Read this if you have doubts, “why Japan really lost the war”. Its about the astounding production capacity of the USA then. Japan had no hope, period.
http://www.combinedfleet.com/economic.htm
You all might be interested in my novel, “Halsey’s Bluff” (http://www.amazon.com/Halseys-Bluff-Larry-Schweikart/dp/1605301299/ref=sr_1_1?ie=UTF8&qid=1433952949&sr=8-1&keywords=Halsey%27s+Bluff) in which the Japanese win the battle of Midway against Halsey (not Spruance in this book). The exciting stuff is what happens next. Endorsed by the Battle of Midway Roundtable (vets).
By definition aviation is the most flexible of the military forces. At Midway the aviators used that capability to wander around until they found the target. Not without sacrifice as note by the author. But that same capability today is throttled by the WH and Pentagon.
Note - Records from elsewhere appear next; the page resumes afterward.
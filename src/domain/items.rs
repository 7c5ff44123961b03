//! Raw items, extracted content and stories.

use chrono::{DateTime, Utc};
use serde::{Deserialize, Serialize};

/// What kind of material a raw item points at
#[derive(Debug, Clone, Copy, PartialEq, Eq, Serialize, Deserialize)]
#[serde(rename_all = "snake_case")]
pub enum ItemKind {
    Article,
    Video,
    Audio,
    Paper,
}

impl ItemKind {
    pub fn as_str(&self) -> &'static str {
        match self {
            Self::Article => "article",
            Self::Video => "video",
            Self::Audio => "audio",
            Self::Paper => "paper",
        }
    }
}

impl std::str::FromStr for ItemKind {
    type Err = anyhow::Error;

    fn from_str(s: &str) -> anyhow::Result<Self> {
        match s {
            "article" => Ok(Self::Article),
            "video" => Ok(Self::Video),
            "audio" => Ok(Self::Audio),
            "paper" => Ok(Self::Paper),
            _ => anyhow::bail!("Unknown item kind: {}", s),
        }
    }
}

/// Processing status of a raw item
#[derive(Debug, Clone, Copy, PartialEq, Eq, Hash, Serialize, Deserialize)]
#[serde(rename_all = "snake_case")]
pub enum RawItemStatus {
    /// Discovered, waiting for a fetch worker
    Pending,
    /// Content extracted and attached to a story
    Fetched,
    /// Last fetch attempt failed
    Failed,
    /// Unsupported or malformed, never retried
    Skipped,
}

impl RawItemStatus {
    pub fn as_str(&self) -> &'static str {
        match self {
            Self::Pending => "pending",
            Self::Fetched => "fetched",
            Self::Failed => "failed",
            Self::Skipped => "skipped",
        }
    }
}

impl std::str::FromStr for RawItemStatus {
    type Err = anyhow::Error;

    fn from_str(s: &str) -> anyhow::Result<Self> {
        match s {
            "pending" => Ok(Self::Pending),
            "fetched" => Ok(Self::Fetched),
            "failed" => Ok(Self::Failed),
            "skipped" => Ok(Self::Skipped),
            _ => anyhow::bail!("Unknown raw item status: {}", s),
        }
    }
}

/// A provider-discovered candidate, keyed by (source_id, external_id)
#[derive(Debug, Clone, Serialize, Deserialize)]
pub struct RawItem {
    pub id: String,
    pub source_id: String,
    pub external_id: String,
    pub url: String,
    pub title: String,
    pub kind: ItemKind,
    pub metadata: serde_json::Value,
    pub status: RawItemStatus,
    pub attempts: u32,
    pub published_at: Option<DateTime<Utc>>,
    pub discovered_at: DateTime<Utc>,
}

/// Input for the idempotent raw-item upsert
#[derive(Debug, Clone)]
pub struct NewRawItem {
    pub source_id: String,
    pub external_id: String,
    pub url: String,
    pub title: String,
    pub kind: ItemKind,
    pub metadata: serde_json::Value,
    pub published_at: Option<DateTime<Utc>>,
}

impl NewRawItem {
    pub fn new(
        source_id: impl Into<String>,
        external_id: impl Into<String>,
        url: impl Into<String>,
        title: impl Into<String>,
        kind: ItemKind,
    ) -> Self {
        Self {
            source_id: source_id.into(),
            external_id: external_id.into(),
            url: url.into(),
            title: title.into(),
            kind,
            metadata: serde_json::Value::Null,
            published_at: None,
        }
    }

    pub fn with_metadata(mut self, metadata: serde_json::Value) -> Self {
        self.metadata = metadata;
        self
    }

    pub fn with_published_at(mut self, published_at: Option<DateTime<Utc>>) -> Self {
        self.published_at = published_at;
        self
    }
}

/// Extracted text or transcript for one raw item
#[derive(Debug, Clone, Serialize, Deserialize)]
pub struct Content {
    pub id: String,
    pub raw_item_id: String,
    pub text: String,
    /// Hex SHA-256 of the normalized text
    pub content_hash: String,
    pub lang: Option<String>,
    pub extracted_at: DateTime<Utc>,
}

/// Canonical record, one per distinct content hash
#[derive(Debug, Clone, Serialize, Deserialize)]
pub struct Story {
    pub id: String,
    pub content_id: String,
    pub content_hash: String,
    pub canonical_url: String,
    pub title: String,
    pub published_at: Option<DateTime<Utc>>,
    pub cluster_key: String,
    pub analysis: Option<serde_json::Value>,
    pub created_at: DateTime<Utc>,
}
It was also throttled during the Vietnam war. We are once again fighting with “one hand tied behind our back.” Not to mention that the adversary fully understands Competitive Strategies. They sacrifice a few with car bombs or 9/11 and cause us to expend vast amounts of our National Capital in defense. We will continue to be on the wrong end of the fight until we take the fight to them with a level of violence that they will find “eye-opening”. Controlled escalation didn’t work in Vietnam and it won’t work in SWA. We need something on a scale of Hiroshima without the radiation to make them stop and think twice.
It is truly folly to play the “if” game. The “if” game usually changes one thing and then assumes everything else would have been the same and plays off the logical conclusions based on that. However, once you change one thing, many other things are changed that are in a lot of ways beyond our ability to perceive. I think we would have still won the war in the Pacific, but there’s also the possibility that we would have had to sue for peace after the Japanese took Hawaii. It’s hard to say really.
One thing that is for sure, it’s a good thing that Germany and Japan didn’t have a true alliance where they actively worked together. (I’ll play the if game) If Japan would have taken their million man army sitting in Manchuckuo (what the Japanese called Manchuria) and attacked the Soviets they could have walked into Moscow without opposition as Stalin had diverted all of his forces guarding the border to face the Nazi onslaught.
America delivered more than 357,000 aircraft; 12 million small arms; 47 billion rounds of small arms ammunition; 11 million tons of artillery ammunition; 1.6 million trucks, tanks, tank chassis; 5777 supply type ships; 107 CVL/CVE carriers; 29 CVB/CV carriers; 8 BB; 1050 LST; 76 CB/CA/CL cruisers; 857 DD/DE; 203 SS.
Compare US aircraft production figures to those of the major combatants and you'll see the numbers that led to victory.
ALLIES
USAAF — 297,199
USN — 60,456
Great Britain — 131,549 [RAF,RN]
Russia — 158,218
AXIS
Germany — 119,871
Italy — 11,508
Japan — 76,320 [IJAF,IJN]
I always thought Midway was God’s way of saying to the Japs that the party was over, and they lost.